The Kickl-led Freedom Party (FPÖ) became the largest with 29.2 percent of the votes in Sunday's parliamentary election, followed by 26.5 percent for the conservative ÖVP and 21 percent for the social democratic SPÖ.
Kickl now wants to negotiate with the others to become Chancellor.
Our hand is extended. We have always said that we are ready to lead a government, we are ready to drive through this change in Austria, he said on Austrian TV on Sunday.
Likes Orbán
The 55-year-old former interior minister has gathered frustrated voters by portraying FPÖ as a vote against the establishment. The party is strongly critical of immigration, disliked the coercive measures during the covid era, and wants to abolish all sanctions against Russia to get cheaper energy.
Kickl sees neighboring Hungary's Prime Minister Viktor Orbán as his political role model and would like to get a similar regime in Austria.
But that is still a long way off – largely because all potential coalition partners see Kickl himself as too radical.
With Herbert Kickl, I don't see any way for them to find a majority, says political scientist Kathrin Stainer-Hämmerle at a digital seminar at the think tank EPC.
Speaker instead?
Purely politically, she believes that FPÖ and ÖVP could agree on a government program "in just a few days", in the same style as when the parties ruled together in 2017-19. Stainer-Hämmerle, however, expects Kickl to have to step aside – perhaps by settling for the role of speaker, rather than Chancellor.
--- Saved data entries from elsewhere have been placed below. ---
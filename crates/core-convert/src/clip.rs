//! Vertex-level clipping (§4.C.1): Liang–Barsky for open polylines,
//! Sutherland–Hodgman for closed polygon rings, both against an axis-aligned
//! rectangle.

use core_geom::vertex::Command;

use crate::subpath::{split_subpaths, Subpath};

#[derive(Debug, Clone, Copy)]
pub struct ClipRect {
    pub min_x: f64,
    pub min_y: f64,
    pub max_x: f64,
    pub max_y: f64,
}

impl ClipRect {
    pub fn contains(&self, x: f64, y: f64) -> bool {
        x >= self.min_x && x <= self.max_x && y >= self.min_y && y <= self.max_y
    }
}

/// Liang–Barsky clip of a single segment against `rect`. Returns the
/// clipped endpoints, or `None` if the segment lies entirely outside.
fn liang_barsky(x0: f64, y0: f64, x1: f64, y1: f64, rect: &ClipRect) -> Option<((f64, f64), (f64, f64))> {
    let dx = x1 - x0;
    let dy = y1 - y0;
    let mut t0 = 0.0_f64;
    let mut t1 = 1.0_f64;

    let checks = [
        (-dx, x0 - rect.min_x),
        (dx, rect.max_x - x0),
        (-dy, y0 - rect.min_y),
        (dy, rect.max_y - y0),
    ];

    for (p, q) in checks {
        if p == 0.0 {
            if q < 0.0 {
                return None;
            }
        } else {
            let r = q / p;
            if p < 0.0 {
                if r > t1 {
                    return None;
                }
                if r > t0 {
                    t0 = r;
                }
            } else {
                if r < t0 {
                    return None;
                }
                if r < t1 {
                    t1 = r;
                }
            }
        }
    }

    if t0 > t1 {
        return None;
    }
    Some((
        (x0 + t0 * dx, y0 + t0 * dy),
        (x0 + t1 * dx, y0 + t1 * dy),
    ))
}

/// Clips each open subpath (line string) against `rect`, splitting it into
/// zero or more surviving runs. Degenerate single-point subpaths are dropped.
pub fn clip_lines(commands: &[Command], rect: &ClipRect) -> Vec<Command> {
    let mut out = Vec::new();
    for sub in split_subpaths(commands) {
        clip_one_line(&sub, rect, &mut out);
    }
    out.push(Command::End);
    out
}

fn clip_one_line(sub: &Subpath, rect: &ClipRect, out: &mut Vec<Command>) {
    if sub.points.len() < 2 {
        return;
    }
    let mut pen_down = false;
    for w in sub.points.windows(2) {
        let (x0, y0) = w[0];
        let (x1, y1) = w[1];
        match liang_barsky(x0, y0, x1, y1, rect) {
            Some(((cx0, cy0), (cx1, cy1))) => {
                if !pen_down || (cx0, cy0) != last_point(out) {
                    out.push(Command::MoveTo { x: cx0, y: cy0 });
                }
                out.push(Command::LineTo { x: cx1, y: cy1 });
                pen_down = true;
            }
            None => {
                pen_down = false;
            }
        }
    }
}

fn last_point(out: &[Command]) -> (f64, f64) {
    out.last().and_then(|c| c.terminal()).unwrap_or((f64::NAN, f64::NAN))
}

/// Sutherland–Hodgman clip of a closed ring against `rect`, one half-plane
/// at a time. An entirely-clipped ring yields no commands.
fn clip_ring(points: &[(f64, f64)], rect: &ClipRect) -> Vec<(f64, f64)> {
    let planes: [fn(&ClipRect, f64, f64) -> bool; 4] = [
        |r, x, _y| x >= r.min_x,
        |r, x, _y| x <= r.max_x,
        |r, _x, y| y >= r.min_y,
        |r, _x, y| y <= r.max_y,
    ];
    let intersect: [fn(&ClipRect, (f64, f64), (f64, f64)) -> (f64, f64); 4] = [
        |r, a, b| lerp_x(a, b, r.min_x),
        |r, a, b| lerp_x(a, b, r.max_x),
        |r, a, b| lerp_y(a, b, r.min_y),
        |r, a, b| lerp_y(a, b, r.max_y),
    ];

    let mut poly = points.to_vec();
    for (inside, isect) in planes.into_iter().zip(intersect) {
        if poly.is_empty() {
            break;
        }
        let mut next = Vec::with_capacity(poly.len());
        for i in 0..poly.len() {
            let curr = poly[i];
            let prev = poly[(i + poly.len() - 1) % poly.len()];
            let curr_in = inside(rect, curr.0, curr.1);
            let prev_in = inside(rect, prev.0, prev.1);
            if curr_in {
                if !prev_in {
                    next.push(isect(rect, prev, curr));
                }
                next.push(curr);
            } else if prev_in {
                next.push(isect(rect, prev, curr));
            }
        }
        poly = next;
    }
    poly
}

fn lerp_x(a: (f64, f64), b: (f64, f64), x: f64) -> (f64, f64) {
    let t = (x - a.0) / (b.0 - a.0);
    (x, a.1 + t * (b.1 - a.1))
}

fn lerp_y(a: (f64, f64), b: (f64, f64), y: f64) -> (f64, f64) {
    let t = (y - a.1) / (b.1 - a.1);
    (a.0 + t * (b.0 - a.0), y)
}

/// Clips each closed subpath (polygon ring) against `rect`.
pub fn clip_polygon(commands: &[Command], rect: &ClipRect) -> Vec<Command> {
    let mut out = Vec::new();
    for sub in split_subpaths(commands) {
        if sub.points.len() < 3 {
            continue;
        }
        let clipped = clip_ring(&sub.points, rect);
        if clipped.len() < 3 {
            continue;
        }
        let mut it = clipped.iter();
        let &(x0, y0) = it.next().unwrap();
        out.push(Command::MoveTo { x: x0, y: y0 });
        for &(x, y) in it {
            out.push(Command::LineTo { x, y });
        }
        out.push(Command::Close);
    }
    out.push(Command::End);
    out
}

#[cfg(test)]
mod tests {
    use super::*;

    fn rect() -> ClipRect {
        ClipRect { min_x: 0.0, min_y: 0.0, max_x: 10.0, max_y: 10.0 }
    }

    #[test]
    fn line_fully_inside_is_unchanged() {
        let cmds = vec![
            Command::MoveTo { x: 1.0, y: 1.0 },
            Command::LineTo { x: 5.0, y: 5.0 },
            Command::End,
        ];
        let out = clip_lines(&cmds, &rect());
        assert_eq!(
            out,
            vec![
                Command::MoveTo { x: 1.0, y: 1.0 },
                Command::LineTo { x: 5.0, y: 5.0 },
                Command::End,
            ]
        );
    }

    #[test]
    fn line_crossing_boundary_is_truncated() {
        let cmds = vec![
            Command::MoveTo { x: -5.0, y: 5.0 },
            Command::LineTo { x: 5.0, y: 5.0 },
            Command::End,
        ];
        let out = clip_lines(&cmds, &rect());
        assert_eq!(out[0], Command::MoveTo { x: 0.0, y: 5.0 });
        assert_eq!(out[1], Command::LineTo { x: 5.0, y: 5.0 });
    }

    #[test]
    fn square_ring_outside_rect_is_dropped() {
        let cmds = vec![
            Command::MoveTo { x: 100.0, y: 100.0 },
            Command::LineTo { x: 110.0, y: 100.0 },
            Command::LineTo { x: 110.0, y: 110.0 },
            Command::Close,
            Command::End,
        ];
        let out = clip_polygon(&cmds, &rect());
        assert_eq!(out, vec![Command::End]);
    }

    #[test]
    fn square_ring_crossing_corner_is_clipped_to_a_valid_polygon() {
        let cmds = vec![
            Command::MoveTo { x: 5.0, y: 5.0 },
            Command::LineTo { x: 20.0, y: 5.0 },
            Command::LineTo { x: 20.0, y: 20.0 },
            Command::LineTo { x: 5.0, y: 20.0 },
            Command::Close,
            Command::End,
        ];
        let out = clip_polygon(&cmds, &rect());
        assert!(out.iter().any(|c| *c == Command::Close));
        for c in &out {
            if let Some((x, y)) = c.terminal() {
                assert!(x <= 10.0001 && y <= 10.0001);
            }
        }
    }
}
Another alternative is for ÖVP to try to form a cross-block government with SPÖ and the liberal Neos. On the other hand, it risks making FPÖ even stronger in the next election.
Kickl can lean back and say "we are always the victims, we can wait a few years and then get an even bigger success", says Kathrin Stainer-Hämmerle.
FPÖ stands for Freiheitliche Partei Österreichs (Austria's Freedom Party) and was founded in 1955 by former Nazis.
From having had a more liberal profile, the Freedom Party was taken in a more right-wing radical and populist direction in the 1980s by then-party leader Jörg Haider. FPÖ has been part of several different government constellations and has driven a more or less xenophobic line.
FPÖ has long had close ties to Russia's President Vladimir Putin and his party United Russia. During the annexation of Crimea in 2014, the party leadership sided with Russia and was against EU sanctions.
Herbert Kickl, born in 1968 in Villach, was elected FPÖ leader in June 2021. Since then, the party's opinion polls have risen significantly.